Yesterday, I shopped gyms, which are large and lavish and inexpensive, and totally unlike the windowless cave under the Holiday Inn in New York, in which I'd mindlessly treadmill every couple of days. I cashed in the first day of a few trial memberships yesterday, because I was told that there was a pool. A pool! . . . twenty-five cerulean meters in length, at the top of Cloud Nine Towers, which is situated above the Central Hill subway stop, which is just five blocks from here. . . ! I hadn't been swimming for a very, very long time (nearly three years!, after an uninterrupted decade plus), and I was very, very excited. I'd swiped Charlotte's Columbia training suit before I left California, and also a pair of goggles, but no swim cap, alas, so I popped into the athletic shop, and was dismayed to find, that, as in Taipei, they carried no latex and only Lycra and silicon.
The second 'hm' moment came when I discovered that gyms in Shanghai don't stock towels. No bother; I skipped through the locker room and onto the pool deck, which held a subsequent number of small disappointments: three lanes, marked by yellowed, flaccid lane ropes; mostly ancient, pruned patrons floating about. Still no bother, I decided. I hopped in, and was promptly reprimanded by the lifeguard (no diving or jumping, please, miss).
The water was too warm for proper swimming, so I carried on at a leisurely pace for a wonderfully peaceful forty minutes, with only the occasional, gentle collision with some aged floater. Swimming's quite good for clearing the mind, a quiet activity executed in solo. I suppose I never gave it proper credit. My mind was lodged pretty firmly in some honeyed paracosm involving India and rollmops, when I was flagged down by a couple of young men, one of which wanted to settle some bet about swimming times, but who really just wanted a date (I think). Actually, what he said was, 'allow me to be your first friend in China, over dinner', and then recited his telephone number to me a couple of times. Telephone numbers, let it be known, are eleven digits long here, so he might as well have been asking me to please disregard this meeting, and to never call. I've also got to be a bit more wary about friend-making, I think, because, in Mandarin, there is no colloquial term for "dating" or "date" or "boyfriend" - rather, folks "meet" and "become friends".
He - I didn't really catch his name - and his friend left, and I decided to run for a bit. The treadmills face out against a panoramic wall of windows; the view is extraordinary, particularly, I surmised, at rush hour, when scores of neon lights and television screens - positively Triassic in size - begin to flash atop the neighboring skyscrapers, and a hundred million cars are gridlocked down below, and the sky is the color of a bruise. . .
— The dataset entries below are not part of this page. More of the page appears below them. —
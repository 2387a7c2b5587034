//! Backend entry point: wires the REST endpoints and OpenAPI docs.

mod server;

use actix_web::web;
use tracing::warn;
use tracing_subscriber::{EnvFilter, fmt};

use qbank::inbound::http::health::HealthState;
use server::ServerConfig;

/// Application bootstrap.
#[actix_web::main]
async fn main() -> std::io::Result<()> {
    if let Err(e) = fmt()
        .with_env_filter(EnvFilter::from_default_env())
        .json()
        .try_init()
    {
        warn!(error = %e, "tracing init failed");
    }

    let config = ServerConfig::from_env()?;
    let health_state = web::Data::new(HealthState::new());

    let server = server::create_server(health_state, config).await?;
    server.await
}
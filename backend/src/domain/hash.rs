//! Content fingerprinting for duplicate detection.
//!
//! A question's fingerprint is the SHA-256 of the lower-cased, trimmed text
//! of its statement blocks taken in `order`, stopping at the first image
//! block. Trailing content after the first image never contributes, so the
//! fingerprint identifies the textual stem regardless of attached figures.

use sha2::{Digest, Sha256};

use crate::domain::content::{Content, ContentDraft, ContentKind};

/// A content block's contribution to the fingerprint.
pub trait FingerprintSource {
    /// Block kind; image blocks terminate the fingerprint input.
    fn kind(&self) -> ContentKind;
    /// Raw text value.
    fn value(&self) -> &str;
    /// Position within the owning list.
    fn order(&self) -> i32;
}

impl FingerprintSource for ContentDraft {
    fn kind(&self) -> ContentKind {
        self.kind
    }

    fn value(&self) -> &str {
        &self.value
    }

    fn order(&self) -> i32 {
        self.order
    }
}

impl FingerprintSource for Content {
    fn kind(&self) -> ContentKind {
        self.kind
    }

    fn value(&self) -> &str {
        &self.value
    }

    fn order(&self) -> i32 {
        self.order
    }
}

/// Compute the hex-encoded SHA-256 fingerprint of a content list.
///
/// The input sequence order is irrelevant: blocks are sorted by their
/// `order` field first. A list whose first block is an image fingerprints
/// the empty string; by consequence any two such questions collide, which
/// the duplicate check then rejects (see DESIGN.md).
#[must_use]
pub fn question_fingerprint<T: FingerprintSource>(contents: &[T]) -> String {
    let mut sorted: Vec<&T> = contents.iter().collect();
    sorted.sort_by_key(|content| content.order());

    let mut base = String::new();
    for content in sorted {
        if content.kind() == ContentKind::Image {
            break;
        }
        base.push_str(&crate::domain::content::normalize_text(content.value()));
    }

    let digest = Sha256::digest(base.as_bytes());
    hex::encode(digest)
}

#[cfg(test)]
mod tests {
    //! Regression coverage for this module.

    use rstest::rstest;

    use super::*;

    fn text(value: &str, order: i32) -> ContentDraft {
        ContentDraft {
            kind: ContentKind::Text,
            value: value.to_owned(),
            order,
            label: None,
        }
    }

    fn image(key: &str, order: i32) -> ContentDraft {
        ContentDraft {
            kind: ContentKind::Image,
            value: key.to_owned(),
            order,
            label: None,
        }
    }

    #[rstest]
    fn fingerprint_is_a_function_of_value_order_pairs_not_sequence_order() {
        let in_order = vec![text("first", 1), text("second", 2), text("third", 3)];
        let shuffled = vec![text("third", 3), text("first", 1), text("second", 2)];

        assert_eq!(
            question_fingerprint(&in_order),
            question_fingerprint(&shuffled)
        );
    }

    #[rstest]
    fn fingerprint_stops_at_first_image() {
        let with_trailing_text = vec![text("abc", 1), image("k", 2), text("xyz", 3)];
        let different_image_key = vec![text("abc", 1), image("k2", 2)];

        assert_eq!(
            question_fingerprint(&with_trailing_text),
            question_fingerprint(&different_image_key)
        );
    }

    #[rstest]
    fn fingerprint_ignores_whitespace_and_case() {
        let noisy = vec![text("  2+2=? ", 1)];
        let clean = vec![text("2+2=?", 1)];

        assert_eq!(question_fingerprint(&noisy), question_fingerprint(&clean));
    }

    #[rstest]
    fn distinct_text_produces_distinct_fingerprints() {
        let a = vec![text("2+2=?", 1)];
        let b = vec![text("2+3=?", 1)];

        assert_ne!(question_fingerprint(&a), question_fingerprint(&b));
    }

    #[rstest]
    fn image_only_question_fingerprints_the_empty_string() {
        let image_only = vec![image("diagram.webp", 1)];
        let empty: Vec<ContentDraft> = Vec::new();

        assert_eq!(
            question_fingerprint(&image_only),
            question_fingerprint(&empty)
        );
        // SHA-256 of the empty string, fixed by the algorithm.
        assert_eq!(
            question_fingerprint(&empty),
            "e3b0c44298fc1c149afbf4c8996fb92427ae41e4649b934ca495991b7852b855"
        );
    }

    #[rstest]
    fn fingerprint_is_sixty_four_hex_characters() {
        let fingerprint = question_fingerprint(&[text("stem", 1)]);
        assert_eq!(fingerprint.len(), 64);
        assert!(fingerprint.chars().all(|c| c.is_ascii_hexdigit()));
    }
}
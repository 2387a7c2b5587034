//! The question aggregate and its owned sub-entities.
//!
//! A question owns its contents, choices, solutions, and source citations;
//! deleting the question removes all of them. Areas and sources are
//! independently owned reference data the aggregate only points at.

use crate::domain::content::{Content, ContentDraft};

/// How much of the aggregate a read should materialise.
///
/// The summary view omits the choice and solution sub-collections (and so
/// skips signing their image contents); the full view loads everything.
#[derive(Debug, Clone, Copy, PartialEq, Eq, Default)]
pub enum QuestionView {
    /// Root fields, contents, areas, and citations only.
    Summary,
    /// Everything, including choices and solutions.
    #[default]
    Full,
}

impl QuestionView {
    /// Parse the query-string representation.
    #[must_use]
    pub fn parse(value: &str) -> Option<Self> {
        match value {
            "summary" => Some(Self::Summary),
            "full" => Some(Self::Full),
            _ => None,
        }
    }
}

/// A persisted multiple-choice alternative with its ordered contents.
#[derive(Debug, Clone, PartialEq, Eq)]
pub struct Choice {
    /// Row identity.
    pub id: i32,
    /// Single-letter display label.
    pub label: String,
    /// Whether this alternative answers the question.
    pub is_correct: bool,
    /// Ordered content blocks.
    pub contents: Vec<Content>,
}

/// A persisted worked solution with its ordered contents.
#[derive(Debug, Clone, PartialEq, Eq)]
pub struct Solution {
    /// Row identity.
    pub id: i32,
    /// Ordered content blocks.
    pub contents: Vec<Content>,
}

/// Reference data: an exam source tied to an institution.
#[derive(Debug, Clone, PartialEq, Eq)]
pub struct Source {
    /// Row identity.
    pub id: i32,
    /// Source name (e.g. an exam booklet title).
    pub name: String,
    /// Publication year.
    pub year: i32,
    /// Owning institution id.
    pub institution_id: i32,
}

/// A citation linking the question to a page of a source.
#[derive(Debug, Clone, PartialEq, Eq)]
pub struct SourceCitation {
    /// Row identity.
    pub id: i32,
    /// Cited page, positive.
    pub page: i32,
    /// The cited source.
    pub source: Source,
}

/// Reference data: a curricular area.
#[derive(Debug, Clone, PartialEq, Eq)]
pub struct Area {
    /// Row identity.
    pub id: i32,
    /// Short area code.
    pub code: String,
    /// Human-readable name.
    pub name: String,
}

/// The question aggregate root as read from the store.
///
/// Under [`QuestionView::Summary`] the `choices` and `solutions` collections
/// are left empty rather than loaded.
#[derive(Debug, Clone, PartialEq, Eq)]
pub struct Question {
    /// Row identity.
    pub id: i32,
    /// SHA-256 fingerprint of the textual stem; unique across questions.
    pub question_hash: String,
    /// Taxonomy reference: question type.
    pub question_type_id: i32,
    /// Taxonomy reference: subtopic.
    pub subtopic_id: i32,
    /// Taxonomy reference: difficulty.
    pub difficulty_id: i32,
    /// Ordered statement content blocks.
    pub contents: Vec<Content>,
    /// Alternatives; empty under the summary view.
    pub choices: Vec<Choice>,
    /// Worked solutions; empty under the summary view.
    pub solutions: Vec<Solution>,
    /// Source citations.
    pub citations: Vec<SourceCitation>,
    /// Associated areas.
    pub areas: Vec<Area>,
}

/// A choice as submitted by a caller.
#[derive(Debug, Clone, PartialEq, Eq)]
pub struct ChoiceDraft {
    /// Single-letter display label.
    pub label: String,
    /// Whether this alternative answers the question.
    pub is_correct: bool,
    /// Ordered content blocks.
    pub contents: Vec<ContentDraft>,
}

/// A solution as submitted by a caller.
#[derive(Debug, Clone, PartialEq, Eq)]
pub struct SolutionDraft {
    /// Ordered content blocks.
    pub contents: Vec<ContentDraft>,
}

/// A source citation as submitted by a caller.
#[derive(Debug, Clone, Copy, PartialEq, Eq)]
pub struct CitationDraft {
    /// Cited source id; validated to exist before persist.
    pub source_id: i32,
    /// Cited page, positive.
    pub page: i32,
}

/// The full creation payload after inbound validation.
#[derive(Debug, Clone, PartialEq, Eq)]
pub struct NewQuestion {
    /// Taxonomy reference: question type.
    pub question_type_id: i32,
    /// Taxonomy reference: subtopic.
    pub subtopic_id: i32,
    /// Taxonomy reference: difficulty.
    pub difficulty_id: i32,
    /// Associated area ids; all must exist.
    pub area_ids: Vec<i32>,
    /// Ordered statement content blocks.
    pub contents: Vec<ContentDraft>,
    /// Alternatives; exactly one must be correct.
    pub choices: Vec<ChoiceDraft>,
    /// Worked solutions.
    pub solutions: Vec<SolutionDraft>,
    /// Source citations; all source ids must exist.
    pub citations: Vec<CitationDraft>,
}

/// Targeted root-field update; `None` fields are left untouched.
#[derive(Debug, Clone, Default, PartialEq, Eq)]
pub struct QuestionFieldUpdate {
    /// New question type id, if changing.
    pub question_type_id: Option<i32>,
    /// New subtopic id, if changing.
    pub subtopic_id: Option<i32>,
    /// New difficulty id, if changing.
    pub difficulty_id: Option<i32>,
    /// Replacement area association set, if changing.
    pub area_ids: Option<Vec<i32>>,
}

impl QuestionFieldUpdate {
    /// Whether the update carries no changes at all.
    #[must_use]
    pub fn is_empty(&self) -> bool {
        self.question_type_id.is_none()
            && self.subtopic_id.is_none()
            && self.difficulty_id.is_none()
            && self.area_ids.is_none()
    }
}

/// Partial update of one content block; `None` fields are left untouched.
#[derive(Debug, Clone, Default, PartialEq, Eq)]
pub struct ContentUpdate {
    /// New block kind, if changing.
    pub kind: Option<crate::domain::content::ContentKind>,
    /// New value, if changing.
    pub value: Option<String>,
    /// New order, if changing.
    pub order: Option<i32>,
    /// New label, if changing.
    pub label: Option<String>,
}

/// Partial update of one choice; a `Some` contents list replaces the
/// choice's content collection wholesale.
#[derive(Debug, Clone, Default, PartialEq, Eq)]
pub struct ChoiceUpdate {
    /// New display label, if changing.
    pub label: Option<String>,
    /// New correctness flag, if changing.
    pub is_correct: Option<bool>,
    /// Replacement content list, if changing.
    pub contents: Option<Vec<ContentDraft>>,
}

/// Partial update of one source citation.
#[derive(Debug, Clone, Copy, Default, PartialEq, Eq)]
pub struct CitationUpdate {
    /// New source id, if changing; validated to exist first.
    pub source_id: Option<i32>,
    /// New page, if changing.
    pub page: Option<i32>,
}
I noticed, after about twenty seconds, that the gym wasn't air-conditioned. Which was normal, I gathered, given that the Chinese also don't believe in ice water, and are bundled to the brim, despite it being no cooler than a rather muggy 17 out. Still, this made running for an extended time difficult, and I retired fairly soon, bathed in sweat and chlorine, and unable to shower, for I hadn't brought a towel along.